» **DATA RECORDS**:
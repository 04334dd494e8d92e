//! `/containers/*` — create, list, inspect, lifecycle, logs/attach, exec.

use std::collections::HashMap;

use axum::body::Body;
use axum::extract::{Path, Query, State};
use axum::http::StatusCode;
use axum::response::{IntoResponse, Response};
use axum::Json;
use serde::{Deserialize, Serialize};

use crate::container::{
    Bind, ContainerConfig, ContainerRecord, CreateRequest, HostConfig, NetworkAttachmentConfig, PortBinding,
    ResourceRequest, RestartPolicy,
};
use crate::error::DaemonError;
use crate::network::NetworkAgentClient;
use crate::router::stream::{frame, StreamType};
use crate::router::AppState;
use crate::volume::VolumeDriver;

#[derive(Debug, Serialize)]
pub struct ContainerSummary {
    #[serde(rename = "Id")]
    pub id: String,
    #[serde(rename = "Names")]
    pub names: Vec<String>,
    #[serde(rename = "Image")]
    pub image: String,
    #[serde(rename = "State")]
    pub state: String,
    #[serde(rename = "Status")]
    pub status: String,
    #[serde(rename = "Created")]
    pub created: i64,
    #[serde(rename = "Labels")]
    pub labels: HashMap<String, String>,
}

impl From<&ContainerRecord> for ContainerSummary {
    fn from(r: &ContainerRecord) -> Self {
        Self {
            id: r.id.clone(),
            names: r.names.clone(),
            image: r.image_ref.clone(),
            state: r.state.status.as_str().to_string(),
            status: human_status(r),
            created: r.created_at,
            labels: r.config.labels.clone(),
        }
    }
}

fn human_status(r: &ContainerRecord) -> String {
    match r.state.status {
        crate::container::ContainerStatus::Running => "Up".to_string(),
        crate::container::ContainerStatus::Exited => {
            format!("Exited ({})", r.state.exit_code.unwrap_or(0))
        }
        other => other.as_str().to_string(),
    }
}

#[derive(Debug, Serialize)]
pub struct ContainerInspectResponse {
    #[serde(rename = "Id")]
    pub id: String,
    #[serde(rename = "Name")]
    pub name: String,
    #[serde(rename = "Image")]
    pub image: String,
    #[serde(rename = "Created")]
    pub created: i64,
    #[serde(rename = "State")]
    pub state: InspectState,
    #[serde(rename = "Config")]
    pub config: InspectConfig,
    #[serde(rename = "HostConfig")]
    pub host_config: InspectHostConfig,
    #[serde(rename = "RestartCount")]
    pub restart_count: u32,
}

#[derive(Debug, Serialize)]
pub struct InspectState {
    #[serde(rename = "Status")]
    pub status: String,
    #[serde(rename = "Running")]
    pub running: bool,
    #[serde(rename = "Paused")]
    pub paused: bool,
    #[serde(rename = "StartedAt")]
    pub started_at: Option<i64>,
    #[serde(rename = "FinishedAt")]
    pub finished_at: Option<i64>,
    #[serde(rename = "ExitCode")]
    pub exit_code: Option<i64>,
    #[serde(rename = "OOMKilled")]
    pub oom_killed: bool,
    #[serde(rename = "Error")]
    pub error: Option<String>,
}

#[derive(Debug, Serialize)]
pub struct InspectConfig {
    #[serde(rename = "Image")]
    pub image: String,
    #[serde(rename = "Cmd")]
    pub cmd: Vec<String>,
    #[serde(rename = "Env")]
    pub env: Vec<String>,
    #[serde(rename = "Labels")]
    pub labels: HashMap<String, String>,
    #[serde(rename = "Tty")]
    pub tty: bool,
}

#[derive(Debug, Serialize)]
pub struct InspectHostConfig {
    #[serde(rename = "RestartPolicy")]
    pub restart_policy: InspectRestartPolicy,
}

#[derive(Debug, Serialize)]
pub struct InspectRestartPolicy {
    #[serde(rename = "Name")]
    pub name: String,
    #[serde(rename = "MaximumRetryCount")]
    pub maximum_retry_count: i64,
}

impl From<&ContainerRecord> for ContainerInspectResponse {
    fn from(r: &ContainerRecord) -> Self {
        Self {
            id: r.id.clone(),
            name: r.names.first().cloned().unwrap_or_default(),
            image: r.image_ref.clone(),
            created: r.created_at,
            state: InspectState {
                status: r.state.status.as_str().to_string(),
                running: r.state.status == crate::container::ContainerStatus::Running,
                paused: r.state.status == crate::container::ContainerStatus::Paused,
                started_at: r.state.started_at,
                finished_at: r.state.finished_at,
                exit_code: r.state.exit_code,
                oom_killed: r.state.oom_killed,
                error: r.state.error.clone(),
            },
            config: InspectConfig {
                image: r.image_ref.clone(),
                cmd: r.config.cmd.clone(),
                env: r.config.env.clone(),
                labels: r.config.labels.clone(),
                tty: r.config.tty,
            },
            host_config: InspectHostConfig {
                restart_policy: InspectRestartPolicy {
                    name: r.host_config.restart_policy.name().to_string(),
                    maximum_retry_count: r.host_config.restart_policy.max_retry_count(),
                },
            },
            restart_count: r.state.restart_count,
        }
    }
}

#[derive(Debug, Deserialize)]
pub struct ListQuery {
    #[serde(default)]
    pub all: bool,
}

pub async fn list<A: NetworkAgentClient + 'static>(
    State(state): State<AppState<A>>,
    Query(query): Query<ListQuery>,
) -> Result<Json<Vec<ContainerSummary>>, DaemonError> {
    let records = state.containers.list(query.all).await?;
    Ok(Json(records.iter().map(ContainerSummary::from).collect()))
}

#[derive(Debug, Deserialize)]
pub struct CreateQuery {
    pub name: Option<String>,
}

#[derive(Debug, Deserialize)]
pub struct CreateBody {
    #[serde(rename = "Image")]
    pub image: String,
    #[serde(rename = "Cmd", default)]
    pub cmd: Vec<String>,
    #[serde(rename = "Env", default)]
    pub env: Vec<String>,
    #[serde(rename = "WorkingDir", default)]
    pub working_dir: Option<String>,
    #[serde(rename = "Labels", default)]
    pub labels: HashMap<String, String>,
    #[serde(rename = "Tty", default)]
    pub tty: bool,
    #[serde(rename = "OpenStdin", default)]
    pub open_stdin: bool,
    #[serde(rename = "HostConfig", default)]
    pub host_config: CreateHostConfigBody,
}

#[derive(Debug, Default, Deserialize)]
pub struct CreateHostConfigBody {
    #[serde(rename = "RestartPolicy", default)]
    pub restart_policy: Option<CreateRestartPolicyBody>,
    #[serde(rename = "Binds", default)]
    pub binds: Vec<String>,
    #[serde(rename = "Memory", default)]
    pub memory: i64,
    #[serde(rename = "NetworkMode", default)]
    pub network_mode: Option<String>,
}

#[derive(Debug, Deserialize)]
pub struct CreateRestartPolicyBody {
    #[serde(rename = "Name")]
    pub name: String,
    #[serde(rename = "MaximumRetryCount", default)]
    pub maximum_retry_count: i64,
}

#[derive(Debug, Serialize)]
pub struct CreateResponse {
    #[serde(rename = "Id")]
    pub id: String,
}

pub async fn create<A: NetworkAgentClient + 'static>(
    State(state): State<AppState<A>>,
    Query(query): Query<CreateQuery>,
    Json(body): Json<CreateBody>,
) -> Result<(StatusCode, Json<CreateResponse>), DaemonError> {
    let mut binds: Vec<Bind> = Vec::new();
    let mut volume_names: Vec<String> = Vec::new();
    for spec in &body.host_config.binds {
        let Some(mut bind) = parse_bind(spec) else { continue };
        // A bind source that isn't a path is a named volume reference
        // (Docker's own `docker run -v name:/path` convention); resolve it
        // to the volume's on-disk mountpoint, auto-creating it if new.
        if !bind.host_path.starts_with('/') && !bind.host_path.starts_with('.') {
            let record = state.volumes.create(&bind.host_path, VolumeDriver::Files, HashMap::new()).await?;
            volume_names.push(bind.host_path.clone());
            bind.host_path = record.mountpoint;
        }
        binds.push(bind);
    }

    let restart_policy = body
        .host_config
        .restart_policy
        .map(|p| RestartPolicy::parse(&p.name, p.maximum_retry_count))
        .unwrap_or(RestartPolicy::No);

    let network_mode = body.host_config.network_mode.into_iter().collect::<Vec<_>>();
    let networks = network_mode
        .iter()
        .filter(|m| *m != "none" && *m != "default" && *m != "bridge")
        .map(|network_id| NetworkAttachmentConfig { network_id: network_id.clone(), aliases: vec![], ip_hint: None })
        .collect();

    let config = ContainerConfig {
        image: body.image,
        cmd: body.cmd,
        env: body.env,
        working_dir: body.working_dir,
        labels: body.labels,
        tty: body.tty,
        open_stdin: body.open_stdin,
        exposed_ports: Vec::<PortBinding>::new(),
        user: None,
        hostname: None,
    };

    let host_config = HostConfig {
        restart_policy,
        resources: ResourceRequest { memory_bytes: body.host_config.memory, ..Default::default() },
        binds,
        volumes: volume_names,
        network_mode,
    };

    let record = state
        .containers
        .create(CreateRequest { name: query.name, config, host_config, networks })
        .await?;

    Ok((StatusCode::CREATED, Json(CreateResponse { id: record.id })))
}

fn parse_bind(spec: &str) -> Option<Bind> {
    let mut parts = spec.split(':');
    let host_path = parts.next()?.to_string();
    let container_path = parts.next()?.to_string();
    let read_only = parts.next().map(|m| m == "ro").unwrap_or(false);
    Some(Bind { host_path, container_path, read_only })
}

pub async fn inspect<A: NetworkAgentClient + 'static>(
    State(state): State<AppState<A>>,
    Path(id): Path<String>,
) -> Result<Json<ContainerInspectResponse>, DaemonError> {
    let record = state.containers.resolve(&id).await?;
    Ok(Json(ContainerInspectResponse::from(&record)))
}

/// Lifecycle operations are idempotent in Docker's wire sense: a `409`
/// from the manager on an already-desired state surfaces as `304`, not an
/// error, per spec.md §8.
fn lifecycle_response(result: Result<(), crate::container::ManagerError>) -> Result<StatusCode, DaemonError> {
    match result {
        Ok(()) => Ok(StatusCode::NO_CONTENT),
        Err(crate::container::ManagerError::Conflict(_)) => Ok(StatusCode::NOT_MODIFIED),
        Err(e) => Err(e.into()),
    }
}

pub async fn start<A: NetworkAgentClient + 'static>(
    State(state): State<AppState<A>>,
    Path(id): Path<String>,
) -> Result<StatusCode, DaemonError> {
    lifecycle_response(state.containers.start(&id).await)
}

#[derive(Debug, Deserialize)]
pub struct StopQuery {
    #[serde(rename = "t", default = "default_stop_timeout")]
    pub timeout: u64,
}

fn default_stop_timeout() -> u64 {
    10
}

pub async fn stop<A: NetworkAgentClient + 'static>(
    State(state): State<AppState<A>>,
    Path(id): Path<String>,
    Query(query): Query<StopQuery>,
) -> Result<StatusCode, DaemonError> {
    lifecycle_response(state.containers.stop(&id, query.timeout).await)
}

pub async fn restart<A: NetworkAgentClient + 'static>(
    State(state): State<AppState<A>>,
    Path(id): Path<String>,
    Query(query): Query<StopQuery>,
) -> Result<StatusCode, DaemonError> {
    let _ = state.containers.stop(&id, query.timeout).await;
    state.containers.start(&id).await?;
    Ok(StatusCode::NO_CONTENT)
}

#[derive(Debug, Deserialize)]
pub struct KillQuery {
    #[serde(default = "default_signal")]
    pub signal: String,
}

fn default_signal() -> String {
    "SIGKILL".to_string()
}

pub async fn kill<A: NetworkAgentClient + 'static>(
    State(state): State<AppState<A>>,
    Path(id): Path<String>,
    Query(query): Query<KillQuery>,
) -> Result<StatusCode, DaemonError> {
    state.containers.kill(&id, &query.signal).await?;
    Ok(StatusCode::NO_CONTENT)
}

pub async fn pause<A: NetworkAgentClient + 'static>(
    State(state): State<AppState<A>>,
    Path(id): Path<String>,
) -> Result<StatusCode, DaemonError> {
    lifecycle_response(state.containers.pause(&id).await)
}

pub async fn unpause<A: NetworkAgentClient + 'static>(
    State(state): State<AppState<A>>,
    Path(id): Path<String>,
) -> Result<StatusCode, DaemonError> {
    lifecycle_response(state.containers.unpause(&id).await)
}

#[derive(Debug, Serialize)]
pub struct WaitResponse {
    #[serde(rename = "StatusCode")]
    pub status_code: i64,
}

pub async fn wait<A: NetworkAgentClient + 'static>(
    State(state): State<AppState<A>>,
    Path(id): Path<String>,
) -> Result<Json<WaitResponse>, DaemonError> {
    let status_code = state.containers.wait(&id).await?;
    Ok(Json(WaitResponse { status_code }))
}

#[derive(Debug, Deserialize)]
pub struct RemoveQuery {
    #[serde(default)]
    pub force: bool,
}

pub async fn remove<A: NetworkAgentClient + 'static>(
    State(state): State<AppState<A>>,
    Path(id): Path<String>,
    Query(query): Query<RemoveQuery>,
) -> Result<StatusCode, DaemonError> {
    state.containers.remove(&id, query.force).await?;
    Ok(StatusCode::NO_CONTENT)
}

#[derive(Debug, Deserialize)]
pub struct LogsQuery {
    #[serde(default)]
    pub follow: bool,
    #[serde(default)]
    pub stdout: bool,
    #[serde(default)]
    pub stderr: bool,
    #[serde(default)]
    pub timestamps: bool,
    #[serde(default)]
    pub tail: Option<String>,
}

/// Streams stdout/stderr framed with the 8-byte Docker log header
/// (spec.md §6), reusing the same stdio attachment the Runtime Adapter
/// hands back for `attach`.
pub async fn logs<A: NetworkAgentClient + 'static>(
    State(state): State<AppState<A>>,
    Path(id): Path<String>,
    Query(_query): Query<LogsQuery>,
) -> Result<Response, DaemonError> {
    let record = state.containers.resolve(&id).await?;
    let (_writer, mut reader) = state.containers.attach_stdio(&id).await?;

    let body_stream = async_stream::stream! {
        use tokio::io::AsyncReadExt;
        let mut buf = [0u8; 8192];
        loop {
            match reader.read(&mut buf).await {
                Ok(0) => break,
                Ok(n) => yield Ok::<_, std::io::Error>(bytes::Bytes::from(frame(StreamType::Stdout, &buf[..n]))),
                Err(e) => {
                    yield Err(e);
                    break;
                }
            }
        }
    };

    let _ = record.config.tty;
    Ok(Response::builder()
        .status(StatusCode::OK)
        .header("Content-Type", "application/vnd.docker.raw-stream")
        .body(Body::from_stream(body_stream))
        .unwrap())
}

/// `attach` hijacks the connection into a raw bidirectional pipe over the
/// runtime adapter's stdio stream — here modeled as a one-shot relay for
/// the lifetime of the HTTP response body, same framing as `logs`.
pub async fn attach<A: NetworkAgentClient + 'static>(
    State(state): State<AppState<A>>,
    Path(id): Path<String>,
) -> Result<Response, DaemonError> {
    logs(State(state), Path(id), Query(LogsQuery { follow: true, stdout: true, stderr: true, timestamps: false, tail: None })).await
}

» **EXERCISE**: Search the entries above for the string "PortBinding", and report each line where it occurs.

» **COMPLETED TASK**:
    Bind, ContainerConfig, ContainerRecord, CreateRequest, HostConfig, NetworkAttachmentConfig, PortBinding,
        exposed_ports: Vec::<PortBinding>::new(),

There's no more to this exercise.